Закручинился Добрыня, запечалился,
А й скочил-то тут Добрыня на резвы ноги,
А и топнул-то Добрыня на дубовый мост,
А и стулья-то дубовы зашаталися,
А со стульев все бояре повалилися.

(Гильф. 59, ср. Гильф. 64)


   Этот случай вскрывает характер тех переживаний, которые обозначены словом «закручинился». Это не печаль, а гнев и возмущение. Добрыня в данном ему поручении видит унижение своего достоинства, оскорбление чувства чести. У Фепонова находим:



А место во пиру мне было большое,
А большое-то место не меньшее,
А и чарой во пиру меня не обнесли,
А пьяница дурак да в глаза не плевал,
Красные девицы не обсмеялися,
А Владимир князь да стольно-киевский
А накинул-то он службу ведь великую:
А надо мне-ка ехать во Туги-горы
А й во Туги-горы ехать ко лютой змеи
А за ихнею за дочкой княженецкою.

(Гильф. 59)



   Пудожский певец Антонов спел это место несколько короче, но прибавил:



Дак об том я, Добрынюшка, кручинюся,
А об том так, Добрынюшка, печалуюсь.

(Гильф. 64)



   Эти слова ясно показывают, чем Добрыня возмущен: тем, что надо ехать за дочкой княженецкой. Что такое толкование не есть измышление отдельных певцов, а отражает общенародную мысль, видно по некоторым другим случаям: у Рябинина поручение получает не один Добрыня, а сразу три богатыря. Потык посылается в политовскую землю отвезти дань за 12 лет, Илья Муромец в шведскую землю привезти дань за 12 лет, Добрыне же дается поручение совсем иного свойства:



Отыщи-тко племничку любимую,
А прекрасную Забавушку Путятичну...
Да подай-ко ты Забаву во белы руки.

(Гильф. 79)



   Для Добрыни такое поручение звучит как насмешка. У Рябинина подвиги трех героев противопоставляются: первые два героя получают поручение государственного значения, Добрыня же в противоположность им превращен в личного слугу Владимира. В тех случаях, когда былина начинается с того, что змей подлетает под Киев и требует себе поединщика и выбор падает на Добрыню, он не жалуется и не может жаловаться (Рыбн. 193). Он даже сам добровольно вызывается на эту борьбу (Пар. и Сойм. 6), так как дело здесь идет не о личной услуге, оказываемой семье Владимира, а о спасении Киева. Поручение добыть племянницу Владимира Добрыня понимает в том смысле, что он не ровня другим богатырям. Певец Романов (Кижи) начинает свою песнь прямо с весьма пространно изложенных жалоб Добрыни, в которых герой укоряет мать, что она не породила его силой в Илью Муромца и смелостью в Алешу Поповича. Это значит, что он видит униженным свое богатырское достоинство. Мать его утешает тем, что «ты, ведь, Добрынюшка, во послах бывал». Такие укоры встречаются очень часто. Поручение, которое дается Добрыне, носит характер не услуги, о которой просят могучего богатыря, а приказа, с которым обращаются к подчиненному слуге:



Не достанешь ты Забавы дочь Потятичной,
Прикажу тебе, Добрыня, голову рубить.

(Гильф. 5)



   Все это проливает свет на вопрос, почему былина о змееборстве не начинается с похищения змеем красавицы, как это имеет место в догосударственном эпосе и в сказке. Это происходит потому, что подвиг избавления царской дочери или княжеской племянницы представляет не общественное или государственное служение Киеву, а личное служение Владимиру. Подвиг этот не богатырский по существу: он богатырский только по своим трудностям.

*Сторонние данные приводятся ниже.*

//! # Taskforge - Multi-tenant Todo API
//!
//! This is a facade crate that re-exports the public APIs of the taskforge
//! workspace members. Use this crate to get access to the whole service in
//! one place.
//!
//! ## Structure
//!
//! - **Core domain types**: `Email`, `Password`, `User`, `Session`,
//!   `OneTimeCode`, `Todo`, `Tag`, etc.
//! - **Store ports**: `CredentialStore`, `SessionStore`, `TodoStore`,
//!   `TagStore`, plus the `EmailClient` and `PasswordHasher` capabilities
//! - **Use cases**: `RegisterUseCase`, `LoginUseCase`,
//!   `RefreshSessionUseCase`, etc.
//! - **Adapters**: `PostgresCredentialStore`, `HashMapSessionStore`,
//!   `PostmarkEmailClient`, `Argon2PasswordHasher`, JWT helpers
//! - **Service**: `ApiService` - the assembled HTTP API

// ============================================================================
// Core Domain Types
// ============================================================================

/// Core domain types and ports
pub mod core {
    pub use taskforge_core::*;
}

// Re-export most commonly used core types at the root level
pub use taskforge_core::{
    DeviceInfo, Email, NewSession, NewTodo, NewUser, OneTimeCode, Password, Priority, PublicUser,
    Session, SessionSummary, Tag, TagWithCount, Todo, TodoPatch, TokenPayload, User,
};

// ============================================================================
// Store Ports
// ============================================================================

pub use taskforge_core::{
    CredentialStore, CredentialStoreError, EmailClient, EmailTemplate, PasswordHasher,
    SessionStore, SessionStoreError, TagStore, TagStoreError, TodoStore, TodoStoreError,
};

// ============================================================================
// Use Cases (Application Layer)
// ============================================================================

/// Application use cases
pub mod use_cases {
    pub use taskforge_application::*;
}

// Re-export use cases at root level
pub use taskforge_application::{
    GetUserUseCase, ListSessionsUseCase, LoginUseCase, LogoutUseCase, RefreshSessionUseCase,
    RegisterUseCase, RequestPasswordResetUseCase, ResendVerificationUseCase,
    ResetPasswordUseCase, RevokeOtherSessionsUseCase, RevokeSessionUseCase, TodoService,
    VerifyEmailUseCase,
};

// ============================================================================
// Adapters (Infrastructure)
// ============================================================================

/// Infrastructure adapters
pub mod adapters {
    /// Persistence implementations
    pub mod persistence {
        pub use taskforge_adapters::persistence::*;
    }

    /// Email client implementations
    pub mod email {
        pub use taskforge_adapters::email::*;
    }

    /// Password hashing and JWT utilities
    pub mod auth {
        pub use taskforge_adapters::auth::*;
    }

    /// Configuration
    pub mod config {
        pub use taskforge_adapters::config::*;
    }
}

// Re-export commonly used adapters at root level
pub use taskforge_adapters::{
    Argon2PasswordHasher, HashMapCredentialStore, HashMapSessionStore, HashMapTagStore,
    HashMapTodoStore, JwtConfig, PostgresCredentialStore, PostgresSessionStore, PostgresTagStore,
    PostgresTodoStore, PostmarkEmailClient, RecordingEmailClient, Settings, issue_access_token,
    validate_access_token,
};

// ============================================================================
// HTTP Layer and Service
// ============================================================================

/// Axum routes and HTTP error mapping
pub mod http_api {
    pub use taskforge_axum::*;
}

pub use taskforge_axum::ApiError;

/// Main API service
pub use taskforge_service::{
    ApiService, configure_postgresql, get_postgres_pool, init_tracing, spawn_session_sweeper,
};

// ============================================================================
// Re-export common external dependencies
// ============================================================================

/// Re-export async-trait for implementing store ports
pub use async_trait::async_trait;

/// Re-export secrecy for working with secrets
pub use secrecy::{ExposeSecret, Secret};
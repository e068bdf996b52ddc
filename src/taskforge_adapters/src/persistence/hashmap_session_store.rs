use std::collections::HashMap;
use std::sync::Arc;
use std::sync::atomic::{AtomicI64, Ordering};

use async_trait::async_trait;
use chrono::Utc;
use tokio::sync::RwLock;

use taskforge_core::{NewSession, Session, SessionStore, SessionStoreError};

/// In-memory session store, keyed by the opaque token value.
#[derive(Clone, Default)]
pub struct HashMapSessionStore {
    sessions: Arc<RwLock<HashMap<String, Session>>>,
    next_id: Arc<AtomicI64>,
}

impl HashMapSessionStore {
    pub fn new() -> Self {
        Self {
            sessions: Arc::new(RwLock::new(HashMap::new())),
            next_id: Arc::new(AtomicI64::new(1)),
        }
    }
}

#[async_trait]
impl SessionStore for HashMapSessionStore {
    async fn create(&self, session: NewSession) -> Result<Session, SessionStoreError> {
        let mut sessions = self.sessions.write().await;
        if sessions.contains_key(&session.token) {
            return Err(SessionStoreError::TokenExists);
        }
        let device = session.device.unwrap_or_default();
        let record = Session {
            id: self.next_id.fetch_add(1, Ordering::SeqCst),
            token: session.token.clone(),
            user_id: session.user_id,
            expires_at: session.expires_at,
            created_at: Utc::now(),
            revoked: false,
            replaced_by: None,
            device_name: device.device_name,
            device_type: device.device_type,
            browser: device.browser,
            ip_address: device.ip_address,
            last_used: None,
        };
        sessions.insert(session.token, record.clone());
        Ok(record)
    }

    async fn find_by_token(&self, token: &str) -> Result<Session, SessionStoreError> {
        self.sessions
            .read()
            .await
            .get(token)
            .cloned()
            .ok_or(SessionStoreError::SessionNotFound)
    }

    async fn find_for_user(&self, id: i64, user_id: i64) -> Result<Session, SessionStoreError> {
        self.sessions
            .read()
            .await
            .values()
            .find(|s| s.id == id && s.user_id == user_id)
            .cloned()
            .ok_or(SessionStoreError::SessionNotFound)
    }

    async fn touch(&self, token: &str) -> Result<(), SessionStoreError> {
        let mut sessions = self.sessions.write().await;
        let session = sessions
            .get_mut(token)
            .ok_or(SessionStoreError::SessionNotFound)?;
        session.last_used = Some(Utc::now());
        Ok(())
    }

    async fn revoke(
        &self,
        token: &str,
        replaced_by: Option<&str>,
    ) -> Result<bool, SessionStoreError> {
        let mut sessions = self.sessions.write().await;
        match sessions.get_mut(token).filter(|s| !s.revoked) {
            Some(session) => {
                session.revoked = true;
                session.replaced_by = replaced_by.map(str::to_owned);
                Ok(true)
            }
            None => Ok(false),
        }
    }

    async fn revoke_all_for_user(&self, user_id: i64) -> Result<(), SessionStoreError> {
        let mut sessions = self.sessions.write().await;
        for session in sessions.values_mut().filter(|s| s.user_id == user_id) {
            session.revoked = true;
        }
        Ok(())
    }

    async fn revoke_all_except(
        &self,
        user_id: i64,
        keep_token: &str,
    ) -> Result<(), SessionStoreError> {
        let mut sessions = self.sessions.write().await;
        for session in sessions
            .values_mut()
            .filter(|s| s.user_id == user_id && s.token != keep_token)
        {
            session.revoked = true;
        }
        Ok(())
    }

    async fn list_active_for_user(&self, user_id: i64) -> Result<Vec<Session>, SessionStoreError> {
        let now = Utc::now();
        let mut active: Vec<Session> = self
            .sessions
            .read()
            .await
            .values()
            .filter(|s| s.user_id == user_id && !s.revoked && s.expires_at > now)
            .cloned()
            .collect();
        active.sort_by_key(|s| std::cmp::Reverse(s.last_used.unwrap_or(s.created_at)));
        Ok(active)
    }

    async fn purge_expired(&self) -> Result<u64, SessionStoreError> {
        let now = Utc::now();
        let mut sessions = self.sessions.write().await;
        let before = sessions.len();
        sessions.retain(|_, s| !(s.revoked && s.expires_at < now));
        Ok((before - sessions.len()) as u64)
    }
}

   В полной, «классической» форме былины Добрыня, несмотря на свое нежелание, все же подчиняется Владимиру и отправляется на второй бой со змеем, чтобы выручить племянницу князя.

   Соответственно иному характеру, иной смысловой направленности этого второго выезда, и бой протекает в иных формах, чем первый. Эта часть былины тяготеет к сказкам. Прощаясь с сыном, мать дает ему с собой предметы, которые напоминают нам волшебные средства сказки: платок, которым надо утереть лицо перед боем и провести по ребрам коня, и плетку, которой надо ударить коня, отчего у него прибавится силы, или ударить змея, отчего он погибнет. В некоторых случаях эти предметы заменяют ему оружие. Мать ему говорит:



Не бери-тко с собой туга быстра лука,
Не бери-ко ты палицы военныи,
Не бери-ко копья долгомерного,
Не бери-ко ты сабли с собой вострою.

(Гильф. 64)

 



   Все это заменяет «платочек семи шелков» или «шемаханская плеточка» и «тальянский плат». Вместо «шапки земли греческой» мы видим волшебные предметы. Впрочем, дары матери встречаются главным образом в онежской традиции, и то не как правило. Чаще Добрыня снаряжается в поход, падевая на себя полное богатырское вооружение.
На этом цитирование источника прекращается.